Definition
A type of internal combustion engine in which each piston completes four separate strokes — intake, compression, power, and exhaust — to produce one power event. The intake stroke draws in the fuel-air mixture, the compression stroke squeezes it, the power stroke ignites it to drive the piston down, and the exhaust stroke pushes the burned gases out. Most piston aircraft engines operate on this 4-cycle (also called four-stroke) principle.
Plain English
An engine that goes through four steps to make power: suck in fuel and air, squeeze it, burn it, then blow the leftovers out.
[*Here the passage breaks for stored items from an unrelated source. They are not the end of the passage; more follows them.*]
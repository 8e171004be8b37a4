// handlers/protected/break_glass/deactivate.rs - POST /api/break-glass/deactivate

use axum::{Extension, Json};
use serde::Deserialize;
use serde_json::json;
use uuid::Uuid;

use crate::config;
use crate::error::ApiError;
use crate::middleware::{ApiResponse, AuthUser};
use crate::services::BreakGlassService;

#[derive(Debug, Deserialize, Default)]
pub struct DeactivateRequest {
    /// Defaults to the caller's own session.
    pub subject_user_id: Option<Uuid>,
}

/// POST /api/break-glass/deactivate - end an elevation grant.
///
/// Admin for any subject, Academic Head for themselves. Idempotent:
/// deactivating an already-inactive subject succeeds and changes
/// nothing.
pub async fn deactivate_post(
    Extension(auth): Extension<AuthUser>,
    payload: Option<Json<DeactivateRequest>>,
) -> Result<ApiResponse<serde_json::Value>, ApiError> {
    let subject = payload.and_then(|Json(p)| p.subject_user_id);

    let service = BreakGlassService::new(config::config().break_glass.clone()).await?;
    service.deactivate(auth.user_id, subject).await?;

    Ok(ApiResponse::success(json!({
        "message": "Break-glass inactive; base roles restored",
    })))
}
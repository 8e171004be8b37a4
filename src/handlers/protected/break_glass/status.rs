// handlers/protected/break_glass/status.rs - GET /api/break-glass/status

use axum::extract::Query;
use axum::Extension;
use serde::Deserialize;
use serde_json::json;
use uuid::Uuid;

use crate::config;
use crate::error::ApiError;
use crate::middleware::{ApiResponse, AuthUser};
use crate::services::{BreakGlassService, StatusView};

#[derive(Debug, Deserialize)]
pub struct StatusParams {
    pub user_id: Option<Uuid>,
}

/// GET /api/break-glass/status[?user_id=] - read-only elevation status.
///
/// An Academic Head with no `user_id` sees every active session;
/// everyone may ask about themselves; asking about someone else
/// requires Admin. Expired sessions read as inactive.
pub async fn status_get(
    Extension(auth): Extension<AuthUser>,
    Query(params): Query<StatusParams>,
) -> Result<ApiResponse<serde_json::Value>, ApiError> {
    let service = BreakGlassService::new(config::config().break_glass.clone()).await?;
    let view = service.status(auth.user_id, params.user_id).await?;

    let body = match view {
        StatusView::SystemWide(sessions) => json!({
            "is_active": !sessions.is_empty(),
            "sessions": sessions,
        }),
        StatusView::Single { user_id, session } => json!({
            "user_id": user_id,
            "is_active": session.is_some(),
            "session": session,
        }),
    };
    Ok(ApiResponse::success(body))
}
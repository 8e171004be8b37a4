// Protected handlers (JWT authentication required), mounted under /api/*.

pub mod audit;
pub mod break_glass;
pub mod users;
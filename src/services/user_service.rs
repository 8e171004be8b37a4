use serde_json::json;
use sqlx::PgPool;
use thiserror::Error;
use uuid::Uuid;

use crate::database::manager::{DatabaseError, DatabaseManager};
use crate::database::models::{NewAuditEntry, User, UserStatus};
use crate::roles::{self, Permission, Role, RoleSet, RoleSetError};
use crate::services::audit_service::{new_batch_id, AuditService};
use crate::services::break_glass_service::{BreakGlassError, BreakGlassService};

const MODULE: &str = "users";

#[derive(Debug, Error)]
pub enum UserError {
    #[error("{0}")]
    Validation(String),

    #[error("{0}")]
    Forbidden(String),

    #[error("{0}")]
    NotFound(String),

    #[error("Email already registered: {0}")]
    EmailTaken(String),

    #[error(transparent)]
    Roles(#[from] RoleSetError),

    #[error(transparent)]
    Database(#[from] sqlx::Error),
}

#[derive(Debug, Clone)]
pub struct NewUser {
    pub email: String,
    pub name: String,
    pub roles: Vec<Role>,
    pub department: Option<String>,
}

/// Administrative provisioning and role management. Every mutation
/// writes one audit entry; bulk provisioning correlates its entries
/// under a shared batch id. Accounts are archived, never deleted here.
///
/// Authorization is checked against *effective* roles, so an account
/// elevated through break-glass can manage users for the duration of
/// its grant.
pub struct UserService {
    pool: PgPool,
    audit: AuditService,
    break_glass: BreakGlassService,
}

impl UserService {
    pub async fn new() -> Result<Self, DatabaseError> {
        let pool = DatabaseManager::main_pool().await?;
        Ok(Self::with_pool(pool))
    }

    pub fn with_pool(pool: PgPool) -> Self {
        Self {
            audit: AuditService::with_pool(pool.clone()),
            break_glass: BreakGlassService::with_pool(
                pool.clone(),
                crate::config::config().break_glass.clone(),
            ),
            pool,
        }
    }

    pub async fn get_user(&self, id: Uuid) -> Result<User, UserError> {
        self.find_by_id(id)
            .await?
            .ok_or_else(|| UserError::NotFound("No such user".into()))
    }

    pub async fn find_by_id(&self, id: Uuid) -> Result<Option<User>, UserError> {
        let user = sqlx::query_as::<_, User>("SELECT * FROM users WHERE id = $1")
            .bind(id)
            .fetch_optional(&self.pool)
            .await?;
        Ok(user)
    }

    pub async fn find_by_email(&self, email: &str) -> Result<Option<User>, UserError> {
        let user = sqlx::query_as::<_, User>("SELECT * FROM users WHERE email = $1")
            .bind(email)
            .fetch_optional(&self.pool)
            .await?;
        Ok(user)
    }

    /// Provision one account. Role exclusivity is enforced by `RoleSet`
    /// before anything touches the store.
    pub async fn create_user(&self, actor_id: Uuid, input: NewUser) -> Result<User, UserError> {
        self.require_manage_users(actor_id).await?;
        self.create_user_unchecked(actor_id, input, None).await
    }

    /// Provision many accounts in one logical operation. All audit
    /// entries share one batch id; rows that fail are reported in the
    /// returned error list without aborting the rest.
    pub async fn create_users(
        &self,
        actor_id: Uuid,
        inputs: Vec<NewUser>,
    ) -> Result<(Vec<User>, Vec<(String, UserError)>), UserError> {
        self.require_manage_users(actor_id).await?;
        let batch_id = new_batch_id();
        let mut created = Vec::new();
        let mut failed = Vec::new();
        for input in inputs {
            let email = input.email.clone();
            match self.create_user_unchecked(actor_id, input, Some(batch_id)).await {
                Ok(user) => created.push(user),
                Err(err) => failed.push((email, err)),
            }
        }
        Ok((created, failed))
    }

    async fn create_user_unchecked(
        &self,
        actor_id: Uuid,
        input: NewUser,
        batch_id: Option<Uuid>,
    ) -> Result<User, UserError> {
        let result = self.insert_user(&input).await;

        let mut entry = match &result {
            Ok(user) => NewAuditEntry::success("users.create", MODULE)
                .after(json!({ "id": user.id, "email": user.email, "roles": user.base_roles })),
            Err(err) => NewAuditEntry::failure("users.create", MODULE, err.to_string())
                .metadata(json!({ "email": input.email })),
        };
        entry = entry.actor(actor_id);
        if let Some(batch) = batch_id {
            entry = entry.batch(batch);
        }
        self.audit.record(entry).await;

        result
    }

    async fn insert_user(&self, input: &NewUser) -> Result<User, UserError> {
        if input.email.trim().is_empty() || !input.email.contains('@') {
            return Err(UserError::Validation("A valid email is required".into()));
        }
        if input.name.trim().is_empty() {
            return Err(UserError::Validation("A display name is required".into()));
        }
        let role_set = RoleSet::new(input.roles.clone())?;

        if self.find_by_email(&input.email).await?.is_some() {
            return Err(UserError::EmailTaken(input.email.clone()));
        }

        let user = sqlx::query_as::<_, User>(
            r#"
            INSERT INTO users (email, name, status, base_roles, department)
            VALUES ($1, $2, $3, $4, $5)
            RETURNING *
            "#,
        )
        .bind(input.email.trim())
        .bind(input.name.trim())
        .bind(UserStatus::Active.as_wire())
        .bind(role_set.to_wire())
        .bind(&input.department)
        .fetch_one(&self.pool)
        .await?;
        Ok(user)
    }

    /// Replace a user's base role set. Rejects the ADMIN+ACADEMIC_HEAD
    /// combination before any write happens.
    pub async fn set_roles(
        &self,
        actor_id: Uuid,
        user_id: Uuid,
        new_roles: Vec<Role>,
    ) -> Result<User, UserError> {
        self.require_manage_users(actor_id).await?;
        let existing = self.get_user(user_id).await?;

        let result = self.apply_roles(&existing, new_roles).await;

        let entry = match &result {
            Ok(updated) => NewAuditEntry::success("users.set_roles", MODULE)
                .before(json!({ "roles": existing.base_roles }))
                .after(json!({ "roles": updated.base_roles })),
            Err(err) => NewAuditEntry::failure("users.set_roles", MODULE, err.to_string())
                .before(json!({ "roles": existing.base_roles })),
        };
        self.audit
            .record(entry.actor(actor_id).metadata(json!({ "subject_user_id": user_id })))
            .await;

        result
    }

    async fn apply_roles(&self, existing: &User, new_roles: Vec<Role>) -> Result<User, UserError> {
        let role_set = RoleSet::new(new_roles)?;
        let updated = sqlx::query_as::<_, User>(
            "UPDATE users SET base_roles = $2, updated_at = now() WHERE id = $1 RETURNING *",
        )
        .bind(existing.id)
        .bind(role_set.to_wire())
        .fetch_one(&self.pool)
        .await?;
        Ok(updated)
    }

    /// Archive an account. Not a deletion: the row stays for audit
    /// integrity and foreign keys; the user just stops being eligible
    /// for anything.
    pub async fn archive_user(&self, actor_id: Uuid, user_id: Uuid) -> Result<User, UserError> {
        self.require_manage_users(actor_id).await?;
        let existing = self.get_user(user_id).await?;

        let updated = sqlx::query_as::<_, User>(
            "UPDATE users SET status = $2, updated_at = now() WHERE id = $1 RETURNING *",
        )
        .bind(user_id)
        .bind(UserStatus::Archived.as_wire())
        .fetch_one(&self.pool)
        .await?;

        self.audit
            .record(
                NewAuditEntry::success("users.archive", MODULE)
                    .actor(actor_id)
                    .before(json!({ "status": existing.status }))
                    .after(json!({ "status": updated.status }))
                    .metadata(json!({ "subject_user_id": user_id })),
            )
            .await;

        Ok(updated)
    }

    async fn require_manage_users(&self, actor_id: Uuid) -> Result<(), UserError> {
        let effective = self
            .break_glass
            .effective_roles(actor_id)
            .await
            .map_err(|err| match err {
                BreakGlassError::NotFound(_) | BreakGlassError::Unauthenticated(_) => {
                    UserError::Forbidden("Acting user no longer exists".into())
                }
                BreakGlassError::Database(e) => UserError::Database(e),
                BreakGlassError::Timeout => UserError::Database(sqlx::Error::PoolTimedOut),
                other => UserError::Forbidden(other.to_string()),
            })?;
        if !roles::has_permission(&effective, Permission::ManageUsers) {
            return Err(UserError::Forbidden(
                "User management requires the Admin role".into(),
            ));
        }
        Ok(())
    }
}
// HTTP API Error Types
use axum::{http::StatusCode, response::IntoResponse, Json};
use serde_json::{json, Value};

use crate::database::manager::DatabaseError;
use crate::services::audit_service::AuditError;
use crate::services::break_glass_service::BreakGlassError;
use crate::services::user_service::UserError;

/// HTTP API error with appropriate status codes and client-friendly messages
#[derive(Debug)]
pub enum ApiError {
    // 400 Bad Request
    BadRequest(String),

    // 401 Unauthorized
    Unauthorized(String),

    // 403 Forbidden
    Forbidden(String),

    // 404 Not Found
    NotFound(String),

    // 412 Precondition Failed (subject in the wrong state for the operation)
    PreconditionFailed(String),

    // 500 Internal Server Error
    InternalServerError(String),

    // 503 Service Unavailable (retryable: pool/transaction ceilings, db down)
    ServiceUnavailable(String),
}

impl ApiError {
    /// Get HTTP status code
    pub fn status_code(&self) -> u16 {
        match self {
            ApiError::BadRequest(_) => 400,
            ApiError::Unauthorized(_) => 401,
            ApiError::Forbidden(_) => 403,
            ApiError::NotFound(_) => 404,
            ApiError::PreconditionFailed(_) => 412,
            ApiError::InternalServerError(_) => 500,
            ApiError::ServiceUnavailable(_) => 503,
        }
    }

    /// Get client-safe error message
    pub fn message(&self) -> &str {
        match self {
            ApiError::BadRequest(msg)
            | ApiError::Unauthorized(msg)
            | ApiError::Forbidden(msg)
            | ApiError::NotFound(msg)
            | ApiError::PreconditionFailed(msg)
            | ApiError::InternalServerError(msg)
            | ApiError::ServiceUnavailable(msg) => msg,
        }
    }

    /// Get error code for client handling
    pub fn error_code(&self) -> &'static str {
        match self {
            ApiError::BadRequest(_) => "BAD_REQUEST",
            ApiError::Unauthorized(_) => "UNAUTHORIZED",
            ApiError::Forbidden(_) => "FORBIDDEN",
            ApiError::NotFound(_) => "NOT_FOUND",
            ApiError::PreconditionFailed(_) => "PRECONDITION_FAILED",
            ApiError::InternalServerError(_) => "INTERNAL_SERVER_ERROR",
            ApiError::ServiceUnavailable(_) => "SERVICE_UNAVAILABLE",
        }
    }

    /// Convert to JSON response body
    pub fn to_json(&self) -> Value {
        json!({
            "error": true,
            "message": self.message(),
            "code": self.error_code()
        })
    }
}

// Static constructor methods
impl ApiError {
    pub fn bad_request(message: impl Into<String>) -> Self {
        ApiError::BadRequest(message.into())
    }

    pub fn unauthorized(message: impl Into<String>) -> Self {
        ApiError::Unauthorized(message.into())
    }

    pub fn forbidden(message: impl Into<String>) -> Self {
        ApiError::Forbidden(message.into())
    }

    pub fn not_found(message: impl Into<String>) -> Self {
        ApiError::NotFound(message.into())
    }

    pub fn precondition_failed(message: impl Into<String>) -> Self {
        ApiError::PreconditionFailed(message.into())
    }

    pub fn internal_server_error(message: impl Into<String>) -> Self {
        ApiError::InternalServerError(message.into())
    }

    pub fn service_unavailable(message: impl Into<String>) -> Self {
        ApiError::ServiceUnavailable(message.into())
    }
}

// Convert service error types to ApiError
impl From<DatabaseError> for ApiError {
    fn from(err: DatabaseError) -> Self {
        match err {
            DatabaseError::NotFound(msg) => ApiError::not_found(msg),
            DatabaseError::ConfigMissing(_) | DatabaseError::InvalidDatabaseUrl => {
                tracing::error!("Database configuration error: {}", err);
                ApiError::service_unavailable("Database temporarily unavailable")
            }
            DatabaseError::Sqlx(sqlx::Error::PoolTimedOut) => {
                ApiError::service_unavailable("Storage busy, please retry")
            }
            DatabaseError::Sqlx(sqlx_err) => {
                // Log the real error but return generic message
                tracing::error!("SQLx error: {}", sqlx_err);
                ApiError::internal_server_error("Database error occurred")
            }
        }
    }
}

impl From<BreakGlassError> for ApiError {
    fn from(err: BreakGlassError) -> Self {
        match err {
            BreakGlassError::Validation(msg) => ApiError::bad_request(msg),
            BreakGlassError::Unauthenticated(msg) => ApiError::unauthorized(msg),
            BreakGlassError::Forbidden(msg) => ApiError::forbidden(msg),
            BreakGlassError::NotFound(msg) => ApiError::not_found(msg),
            BreakGlassError::Precondition(msg) => ApiError::precondition_failed(msg),
            BreakGlassError::Timeout => {
                ApiError::service_unavailable("Operation timed out, please retry")
            }
            BreakGlassError::Database(e) => DatabaseError::Sqlx(e).into(),
        }
    }
}

impl From<UserError> for ApiError {
    fn from(err: UserError) -> Self {
        match err {
            UserError::Validation(msg) => ApiError::bad_request(msg),
            UserError::Forbidden(msg) => ApiError::forbidden(msg),
            UserError::NotFound(msg) => ApiError::not_found(msg),
            UserError::EmailTaken(email) => {
                ApiError::bad_request(format!("Email already registered: {}", email))
            }
            UserError::Roles(e) => ApiError::bad_request(e.to_string()),
            UserError::Database(e) => DatabaseError::Sqlx(e).into(),
        }
    }
}

impl From<AuditError> for ApiError {
    fn from(err: AuditError) -> Self {
        match err {
            AuditError::Database(e) => DatabaseError::Sqlx(e).into(),
        }
    }
}

// Standard error trait implementations
impl std::fmt::Display for ApiError {
    fn fmt(&self, f: &mut std::fmt::Formatter<'_>) -> std::fmt::Result {
        write!(f, "{}", self.message())
    }
}

impl std::error::Error for ApiError {}

// Automatic HTTP response conversion for Axum
impl IntoResponse for ApiError {
    fn into_response(self) -> axum::response::Response {
        let status =
            StatusCode::from_u16(self.status_code()).unwrap_or(StatusCode::INTERNAL_SERVER_ERROR);
        (status, Json(self.to_json())).into_response()
    }
}

#[cfg(test)]
mod tests {
    use super::*;

    #[test]
    fn status_codes_match_taxonomy() {
        assert_eq!(ApiError::bad_request("x").status_code(), 400);
        assert_eq!(ApiError::unauthorized("x").status_code(), 401);
        assert_eq!(ApiError::forbidden("x").status_code(), 403);
        assert_eq!(ApiError::not_found("x").status_code(), 404);
        assert_eq!(ApiError::precondition_failed("x").status_code(), 412);
        assert_eq!(ApiError::service_unavailable("x").status_code(), 503);
    }

    #[test]
    fn timeout_maps_to_retryable_status() {
        let api: ApiError = BreakGlassError::Timeout.into();
        assert_eq!(api.status_code(), 503);
    }

    #[test]
    fn forbidden_message_survives_conversion() {
        let api: ApiError = BreakGlassError::Forbidden("Academic Head cannot promote themselves".into()).into();
        assert_eq!(api.status_code(), 403);
        assert!(api.message().contains("cannot promote themselves"));
    }

    #[test]
    fn error_body_shape() {
        let body = ApiError::not_found("No such user").to_json();
        assert_eq!(body["error"], true);
        assert_eq!(body["code"], "NOT_FOUND");
        assert_eq!(body["message"], "No such user");
    }
}
pub mod auth;
pub mod config;
pub mod database;
pub mod error;
pub mod handlers;
pub mod middleware;
pub mod roles;
pub mod services;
Then it starts again.
Context Anchor
Seen in aircraft piston-engine discussions, especially when describing how a typical light-airplane engine produces power.
Derivation
Cycle' comes from the Greek 'kyklos' meaning 'circle' or 'wheel' — something that goes around and repeats. A 4-cycle engine repeats the same four-step sequence over and over for as long as it runs.
Why Pilots Care
Understanding the 4-cycle sequence helps pilots recognize normal engine sounds, diagnose rough running, and perform accurate preflight and in-flight checks on piston aircraft.
Intuition Check
Do not read 4-cycle as four separate engine cycles. It means one repeating engine cycle made of four piston strokes.
Example Sentence 1
Most general aviation airplanes are powered by 4-cycle piston engines similar in principle to a car engine.
Example Sentence 2
During the engine run-up the pilot listened for the smooth rhythm produced by the 4-cycle power strokes.